Source: Kahn J (2005) From disparity to difference: How race-specific
medicines may undermine policies to address inequalities in health care. South
Calif Interdiscip Law J 15: 105–130.

[http://128.125.42.47/why/students/orgs/ilj/assets/docs/15-1%...](http://128.125.42.47/why/students/orgs/ilj/assets/docs/15-1%20Kahn.pdf)

------
jordhy
This might change our standard of living by giving us new insights into our
bodies. In less than a decade, living a healthy life will be about respecting
your particular genetics as opposed to just following a set of formulaic
guidelines.

After big data makes individual DNA sequencing possible, we'll be able to
start clustering results and then reverse engineer illnesses to find even more
risk factors and correlations between illness and ethnography.
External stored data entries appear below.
//! The 2025-2026 reform timeline.

use serde::Serialize;

/// What one audience should do at a milestone, and the command that helps them do it.
#[derive(Debug, Clone, Copy, PartialEq, Eq, Serialize)]
#[serde(rename_all = "camelCase")]
pub struct Action {
    pub audience: &'static str,
    pub items: &'static [&'static str],
    /// The `taxhelper` subcommand to use.
    pub command: &'static str,
}

#[derive(Debug, Clone, Copy, PartialEq, Eq, Serialize)]
pub struct Milestone {
    pub date: &'static str,
    pub title: &'static str,
    pub description: &'static str,
    pub actions: &'static [Action],
}

const MILESTONES: [Milestone; 3] = [
    Milestone {
        date: "01/07/2025",
        title: "Bán hàng Online & Hóa đơn Doanh nghiệp",
        description: "Quy định mới ảnh hưởng trực tiếp đến cách các chủ doanh nghiệp chi tiêu và cách người bán hàng trên Shopee, Lazada được quản lý thuế.",
        actions: &[
            Action {
                audience: "Nếu bạn là Chủ Doanh nghiệp nhỏ (SME):",
                items: &[
                    "CỰC KỲ QUAN TRỌNG: Mọi chi phí của công ty, dù chỉ vài nghìn đồng, đều phải CHUYỂN KHOẢN. Nếu trả bằng tiền mặt, chi phí đó sẽ không được khấu trừ thuế GTGT, làm tăng số thuế phải nộp.",
                ],
                command: "corporate",
            },
            Action {
                audience: "Nếu bạn bán hàng trên Shopee, Lazada, TikTok Shop:",
                items: &[
                    "Các sàn sẽ tự động giữ lại 1.5% tiền hàng của bạn để nộp thay thuế. Hãy tính toán lại giá bán để đảm bảo bạn vẫn có lãi.",
                    "Nếu tổng doanh thu của bạn dưới 200 triệu/năm, bạn có thể yêu cầu nhà nước hoàn lại số tiền thuế này vào cuối năm.",
                ],
                command: "ecommerce",
            },
        ],
    },
    Milestone {
        date: "01/10/2025",
        title: "Ưu đãi Thuế cho Doanh nghiệp nhỏ",
        description: "Luật mới giúp các doanh nghiệp nhỏ và vừa (SME) và các công ty khởi nghiệp (Startup) giảm bớt gánh nặng thuế.",
        actions: &[Action {
            audience: "Nếu bạn là Chủ Doanh nghiệp:",
            items: &[
                "Kiểm tra doanh thu năm trước để xem công ty bạn có được hưởng mức thuế TNDN ưu đãi (15% hoặc 17% thay vì 20%) hay không.",
                "Nếu là công ty khởi nghiệp sáng tạo, hãy tìm hiểu về gói miễn/giảm thuế đặc biệt kéo dài tới 6 năm.",
            ],
            command: "corporate",
        }],
    },
    Milestone {
        date: "01/01/2026",
        title: "Lương cao hơn & Hết thời Thuế Khoán",
        description: "Cách tính thuế cho người đi làm thay đổi có lợi hơn. Các hộ kinh doanh không còn đóng thuế khoán mà sẽ kê khai theo doanh thu thực tế.",
        actions: &[
            Action {
                audience: "Nếu bạn là Hộ kinh doanh (quán ăn, tạp hóa...):",
                items: &[
                    "Không còn thuế khoán. Bạn phải ghi chép doanh thu để xác định mình thuộc nhóm nào.",
                    "Doanh thu dưới 200 triệu/năm: Được miễn thuế, nhưng vẫn phải khai báo.",
                    "Doanh thu trên 200 triệu/năm: Phải nộp thuế theo % doanh thu và sử dụng hóa đơn điện tử.",
                ],
                command: "hkd",
            },
            Action {
                audience: "Nếu bạn là Người đi làm hưởng lương:",
                items: &[
                    "Bạn sẽ được trừ nhiều tiền hơn từ thu nhập trước khi tính thuế (giảm trừ gia cảnh), giúp tăng lương thực nhận hàng tháng.",
                    "Rà soát lại những người phụ thuộc (cha mẹ, con cái) mà bạn đang đăng ký giảm trừ để đảm bảo họ vẫn đủ điều kiện.",
                ],
                command: "pit",
            },
        ],
    },
];

/// The milestones in date order.
pub fn milestones() -> &'static [Milestone] {
    &MILESTONES
}

#[cfg(test)]
mod tests {
    use super::*;

    #[test]
    fn test_every_action_points_at_a_command() {
        let known = ["corporate", "ecommerce", "hkd", "pit"];
        for m in milestones() {
            assert!(!m.actions.is_empty());
            for a in m.actions {
                assert!(known.contains(&a.command), "{}", a.command);
                assert!(!a.items.is_empty());
            }
        }
        assert_eq!(milestones()[2].date, "01/01/2026");
    }
}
These are
potentially important achievements for the Pharma industry and governments
alike.

------
trebor
Sequencing your DNA is of limited use since your phenotype is the expression
of your genetic code. And your phenotype may be the direct opposite of what
you are genetically predisposed to. Without knowledge of your phenotype the
mapping of your genome is less useful, and possibly counter productive.
(Better to eat methyl donors that toggle your genes, than to take DNA-tailored
drugs...)

A not-quite-layman's look at epigenetics can be gotten from the book,
Pottenger's Prophecy[1]. It has quite a lot of information and shouldn't be
skimmed (as much to myself, as to any with leanings toward skimming
everything). Those wanting more detail should check out the studies referenced
by the book.

    
    
      [1]:http://www.amazon.com/Pottengers-Prophecy-Resets-Wellness-Illness/dp/1935052330

------
mylons
bioinformatics grinder here. sequencing dna is getting cheap enough, and there
are mutations that are known to be associated with specific disease and
cancer. these mutations can be found with sequencing, and a lot of them can be
treated with existing drugs/methods.

that said there's still quite a bit to learn about dna.